● **Records contained in a dataset**
******

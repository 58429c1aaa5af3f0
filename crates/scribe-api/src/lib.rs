pub mod comments;
pub mod error;
pub mod ids;
pub mod images;
pub mod listing;
pub mod pagination;
pub mod posts;

use std::sync::Arc;

use axum::{
    Router,
    routing::{get, post},
};

use scribe_db::Database;

pub use error::{ApiError, ApiResult};
pub use images::FallbackImage;

pub type AppState = Arc<AppStateInner>;

pub struct AppStateInner {
    pub db: Database,
    pub fallback_image: FallbackImage,
}

/// All blog routes, relative to the mount point chosen by the binary.
pub fn router(state: AppState) -> Router {
    Router::new()
        .route("/posts", post(posts::create_post).get(posts::list_posts))
        .route(
            "/posts/{post_id}",
            get(posts::get_post).put(posts::update_post).delete(posts::delete_post),
        )
        .route("/posts/{post_id}/likes", post(posts::add_like))
        .route(
            "/posts/{post_id}/comments",
            get(comments::list_comments).post(comments::create_comment),
        )
        .route(
            "/posts/{post_id}/comments/{comment_id}",
            get(comments::get_comment)
                .put(comments::update_comment)
                .delete(comments::delete_comment),
        )
        .route(
            "/posts/{post_id}/image",
            get(images::get_image).put(images::set_image),
        )
        .with_state(state)
}

/// Run a blocking database call off the async runtime.
pub(crate) async fn blocking<F, T>(state: &AppState, f: F) -> ApiResult<T>
where
    F: FnOnce(&Database) -> ApiResult<T> + Send + 'static,
    T: Send + 'static,
{
    let state = state.clone();
    tokio::task::spawn_blocking(move || f(&state.db)).await?
}
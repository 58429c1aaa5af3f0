use axum::{
    Json,
    http::StatusCode,
    response::{IntoResponse, Response},
};
use serde_json::json;
use thiserror::Error;
use tokio::task::JoinError;
use tracing::error;

pub type ApiResult<T> = Result<T, ApiError>;

#[derive(Error, Debug)]
pub enum ApiError {
    #[error("{0}")]
    NotFound(String),

    #[error("{0}")]
    BadRequest(String),

    #[error("storage failure: {0:#}")]
    Storage(#[from] anyhow::Error),

    #[error("blocking task failed: {0}")]
    Blocking(#[from] JoinError),
}

impl ApiError {
    pub fn post_not_found(id: i64) -> Self {
        Self::NotFound(format!("Post {} not found", id))
    }

    pub fn comment_not_found(post_id: i64, comment_id: i64) -> Self {
        Self::NotFound(format!("Comment {} not found on post {}", comment_id, post_id))
    }

    pub fn status(&self) -> StatusCode {
        match self {
            Self::NotFound(_) => StatusCode::NOT_FOUND,
            Self::BadRequest(_) => StatusCode::BAD_REQUEST,
            Self::Storage(_) | Self::Blocking(_) => StatusCode::INTERNAL_SERVER_ERROR,
        }
    }
}

impl IntoResponse for ApiError {
    fn into_response(self) -> Response {
        let status = self.status();
        let message = if status.is_server_error() {
            error!("{}", self);
            "Internal server error".to_string()
        } else {
            self.to_string()
        };

        let body = Json(json!({
            "error": message,
            "status": status.as_u16(),
        }));

        (status, body).into_response()
    }
}
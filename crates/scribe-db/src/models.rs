//! Database row types. These map directly to SQLite rows.
//! Distinct from scribe-types API models to keep the DB layer independent.

#[derive(Debug, Clone)]
pub struct PostRow {
    pub id: i64,
    pub title: String,
    pub text: String,
    pub likes_count: i64,
    pub comments_count: i64,
}

#[derive(Debug, Clone, PartialEq)]
pub struct CommentRow {
    pub id: i64,
    pub post_id: i64,
    pub text: String,
}

#[derive(Debug, Clone)]
pub struct ImageRow {
    pub post_id: i64,
    pub file_name: Option<String>,
    pub content_type: Option<String>,
    pub file_size: i64,
    pub data: Vec<u8>,
}
use anyhow::Result;

use crate::models::ImageRow;
use crate::posts::post_exists;
use crate::{Database, OptionalExt};

impl Database {
    /// Insert or replace the image of a post. Returns `false` when the post
    /// does not exist.
    pub fn save_image(&self, image: &ImageRow) -> Result<bool> {
        self.with_conn_mut(|conn| {
            let tx = conn.transaction()?;
            if !post_exists(&tx, image.post_id)? {
                return Ok(false);
            }
            tx.execute(
                "INSERT INTO post_image (post_id, file_name, content_type, file_size, file_data)
                 VALUES (?1, ?2, ?3, ?4, ?5)
                 ON CONFLICT(post_id) DO UPDATE SET
                     file_name = excluded.file_name,
                     content_type = excluded.content_type,
                     file_size = excluded.file_size,
                     file_data = excluded.file_data",
                rusqlite::params![
                    image.post_id,
                    image.file_name,
                    image.content_type,
                    image.file_size,
                    image.data,
                ],
            )?;
            tx.commit()?;
            Ok(true)
        })
    }

    pub fn get_image(&self, post_id: i64) -> Result<Option<ImageRow>> {
        self.with_conn(|conn| {
            conn.query_row(
                "SELECT post_id, file_name, content_type, file_size, file_data
                 FROM post_image WHERE post_id = ?1",
                [post_id],
                |row| {
                    Ok(ImageRow {
                        post_id: row.get(0)?,
                        file_name: row.get(1)?,
                        content_type: row.get(2)?,
                        file_size: row.get(3)?,
                        data: row.get(4)?,
                    })
                },
            )
            .optional()
        })
    }
}
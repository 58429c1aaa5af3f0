use serde::{Deserialize, Serialize};

// -- Posts --

/// Body of `POST /posts`. Clients also echo read-only fields such as
/// `id` or `likesCount`; those are ignored.
#[derive(Debug, Deserialize)]
pub struct CreatePostRequest {
    pub title: String,
    pub text: String,
    #[serde(default)]
    pub tags: Vec<String>,
}

/// Body of `PUT /posts/{id}`.
///
/// `tags: None` leaves the stored tags alone, `Some(vec![])` clears them.
#[derive(Debug, Deserialize)]
pub struct UpdatePostRequest {
    pub title: String,
    pub text: String,
    #[serde(default)]
    pub tags: Option<Vec<String>>,
}

#[derive(Debug, Clone, Serialize, Deserialize, PartialEq)]
#[serde(rename_all = "camelCase")]
pub struct PostResponse {
    pub id: i64,
    pub title: String,
    pub text: String,
    pub tags: Vec<String>,
    pub likes_count: i64,
    pub comments_count: i64,
}

#[derive(Debug, Deserialize)]
#[serde(rename_all = "camelCase")]
pub struct ListPostsQuery {
    #[serde(default)]
    pub search: String,
    #[serde(default = "default_page_number")]
    pub page_number: i64,
    #[serde(default = "default_page_size")]
    pub page_size: i64,
}

fn default_page_number() -> i64 {
    1
}

fn default_page_size() -> i64 {
    10
}

#[derive(Debug, Serialize, Deserialize)]
#[serde(rename_all = "camelCase")]
pub struct PostListResponse {
    pub posts: Vec<PostResponse>,
    pub has_prev: bool,
    pub has_next: bool,
    pub last_page: u64,
}

#[derive(Debug, Serialize, Deserialize)]
#[serde(rename_all = "camelCase")]
pub struct LikesResponse {
    pub likes_count: i64,
}

// -- Comments --

#[derive(Debug, Deserialize)]
pub struct CommentRequest {
    pub text: String,
}

#[derive(Debug, Clone, Serialize, Deserialize, PartialEq)]
#[serde(rename_all = "camelCase")]
pub struct CommentResponse {
    pub id: i64,
    pub post_id: i64,
    pub text: String,
}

******

● **Action item**
The data above should be reproduced in full, word for word.

● **Solution below**
repository 58429c1aaa5af3f0
filename crates/scribe-api/src/lib.rs
pub mod comments;
pub mod error;
pub mod ids;
pub mod images;
pub mod listing;
pub mod pagination;
pub mod posts;

use std::sync::Arc;

use axum::{
    Router,
    routing::{get, post},
};

use scribe_db::Database;

pub use error::{ApiError, ApiResult};
pub use images::FallbackImage;

pub type AppState = Arc<AppStateInner>;

pub struct AppStateInner {
    pub db: Database,
    pub fallback_image: FallbackImage,
}

/// All blog routes, relative to the mount point chosen by the binary.
pub fn router(state: AppState) -> Router {
    Router::new()
        .route("/posts", post(posts::create_post).get(posts::list_posts))
        .route(
            "/posts/{post_id}",
            get(posts::get_post).put(posts::update_post).delete(posts::delete_post),
        )
        .route("/posts/{post_id}/likes", post(posts::add_like))
        .route(
            "/posts/{post_id}/comments",
            get(comments::list_comments).post(comments::create_comment),
        )
        .route(
            "/posts/{post_id}/comments/{comment_id}",
            get(comments::get_comment)
                .put(comments::update_comment)
                .delete(comments::delete_comment),
        )
        .route(
            "/posts/{post_id}/image",
            get(images::get_image).put(images::set_image),
        )
        .with_state(state)
}

/// Run a blocking database call off the async runtime.
pub(crate) async fn blocking<F, T>(state: &AppState, f: F) -> ApiResult<T>
where
    F: FnOnce(&Database) -> ApiResult<T> + Send + 'static,
    T: Send + 'static,
{
    let state = state.clone();
    tokio::task::spawn_blocking(move || f(&state.db)).await?
}
repository 58429c1aaa5af3f0
use axum::{
    Json,
    http::StatusCode,
    response::{IntoResponse, Response},
};
use serde_json::json;
use thiserror::Error;
use tokio::task::JoinError;
use tracing::error;

pub type ApiResult<T> = Result<T, ApiError>;

#[derive(Error, Debug)]
pub enum ApiError {
    #[error("{0}")]
    NotFound(String),

    #[error("{0}")]
    BadRequest(String),

    #[error("storage failure: {0:#}")]
    Storage(#[from] anyhow::Error),

    #[error("blocking task failed: {0}")]
    Blocking(#[from] JoinError),
}

impl ApiError {
    pub fn post_not_found(id: i64) -> Self {
        Self::NotFound(format!("Post {} not found", id))
    }

    pub fn comment_not_found(post_id: i64, comment_id: i64) -> Self {
        Self::NotFound(format!("Comment {} not found on post {}", comment_id, post_id))
    }

    pub fn status(&self) -> StatusCode {
        match self {
            Self::NotFound(_) => StatusCode::NOT_FOUND,
            Self::BadRequest(_) => StatusCode::BAD_REQUEST,
            Self::Storage(_) | Self::Blocking(_) => StatusCode::INTERNAL_SERVER_ERROR,
        }
    }
}

impl IntoResponse for ApiError {
    fn into_response(self) -> Response {
        let status = self.status();
        let message = if status.is_server_error() {
            error!("{}", self);
            "Internal server error".to_string()
        } else {
            self.to_string()
        };

        let body = Json(json!({
            "error": message,
            "status": status.as_u16(),
        }));

        (status, body).into_response()
    }
}
filename crates/scribe-db/src/models.rs
//! Database row types. These map directly to SQLite rows.
//! Distinct from scribe-types API models to keep the DB layer independent.

#[derive(Debug, Clone)]
pub struct PostRow {
    pub id: i64,
    pub title: String,
    pub text: String,
    pub likes_count: i64,
    pub comments_count: i64,
}

#[derive(Debug, Clone, PartialEq)]
pub struct CommentRow {
    pub id: i64,
    pub post_id: i64,
    pub text: String,
}

#[derive(Debug, Clone)]
pub struct ImageRow {
    pub post_id: i64,
    pub file_name: Option<String>,
    pub content_type: Option<String>,
    pub file_size: i64,
    pub data: Vec<u8>,
}
use anyhow::Result;

use crate::models::ImageRow;
use crate::posts::post_exists;
use crate::{Database, OptionalExt};

impl Database {
    /// Insert or replace the image of a post. Returns `false` when the post
    /// does not exist.
    pub fn save_image(&self, image: &ImageRow) -> Result<bool> {
        self.with_conn_mut(|conn| {
            let tx = conn.transaction()?;
            if !post_exists(&tx, image.post_id)? {
                return Ok(false);
            }
            tx.execute(
                "INSERT INTO post_image (post_id, file_name, content_type, file_size, file_data)
                 VALUES (?1, ?2, ?3, ?4, ?5)
                 ON CONFLICT(post_id) DO UPDATE SET
                     file_name = excluded.file_name,
                     content_type = excluded.content_type,
                     file_size = excluded.file_size,
                     file_data = excluded.file_data",
                rusqlite::params![
                    image.post_id,
                    image.file_name,
                    image.content_type,
                    image.file_size,
                    image.data,
                ],
            )?;
            tx.commit()?;
            Ok(true)
        })
    }

    pub fn get_image(&self, post_id: i64) -> Result<Option<ImageRow>> {
        self.with_conn(|conn| {
            conn.query_row(
                "SELECT post_id, file_name, content_type, file_size, file_data
                 FROM post_image WHERE post_id = ?1",
                [post_id],
                |row| {
                    Ok(ImageRow {
                        post_id: row.get(0)?,
                        file_name: row.get(1)?,
                        content_type: row.get(2)?,
                        file_size: row.get(3)?,
                        data: row.get(4)?,
                    })
                },
            )
            .optional()
        })
    }
}
repository 58429c1aaa5af3f0
use serde::{Deserialize, Serialize};

// -- Posts --

/// Body of `POST /posts`. Clients also echo read-only fields such as
/// `id` or `likesCount`; those are ignored.
#[derive(Debug, Deserialize)]
pub struct CreatePostRequest {
    pub title: String,
    pub text: String,
    #[serde(default)]
    pub tags: Vec<String>,
}

/// Body of `PUT /posts/{id}`.
///
/// `tags: None` leaves the stored tags alone, `Some(vec![])` clears them.
#[derive(Debug, Deserialize)]
pub struct UpdatePostRequest {
    pub title: String,
    pub text: String,
    #[serde(default)]
    pub tags: Option<Vec<String>>,
}

#[derive(Debug, Clone, Serialize, Deserialize, PartialEq)]
#[serde(rename_all = "camelCase")]
pub struct PostResponse {
    pub id: i64,
    pub title: String,
    pub text: String,
    pub tags: Vec<String>,
    pub likes_count: i64,
    pub comments_count: i64,
}

#[derive(Debug, Deserialize)]
#[serde(rename_all = "camelCase")]
pub struct ListPostsQuery {
    #[serde(default)]
    pub search: String,
    #[serde(default = "default_page_number")]
    pub page_number: i64,
    #[serde(default = "default_page_size")]
    pub page_size: i64,
}

fn default_page_number() -> i64 {
    1
}

fn default_page_size() -> i64 {
    10
}

#[derive(Debug, Serialize, Deserialize)]
#[serde(rename_all = "camelCase")]
pub struct PostListResponse {
    pub posts: Vec<PostResponse>,
    pub has_prev: bool,
    pub has_next: bool,
    pub last_page: u64,
}

#[derive(Debug, Serialize, Deserialize)]
#[serde(rename_all = "camelCase")]
pub struct LikesResponse {
    pub likes_count: i64,
}

// -- Comments --

#[derive(Debug, Deserialize)]
pub struct CommentRequest {
    pub text: String,
}

#[derive(Debug, Clone, Serialize, Deserialize, PartialEq)]
#[serde(rename_all = "camelCase")]
pub struct CommentResponse {
    pub id: i64,
    pub post_id: i64,
    pub text: String,
}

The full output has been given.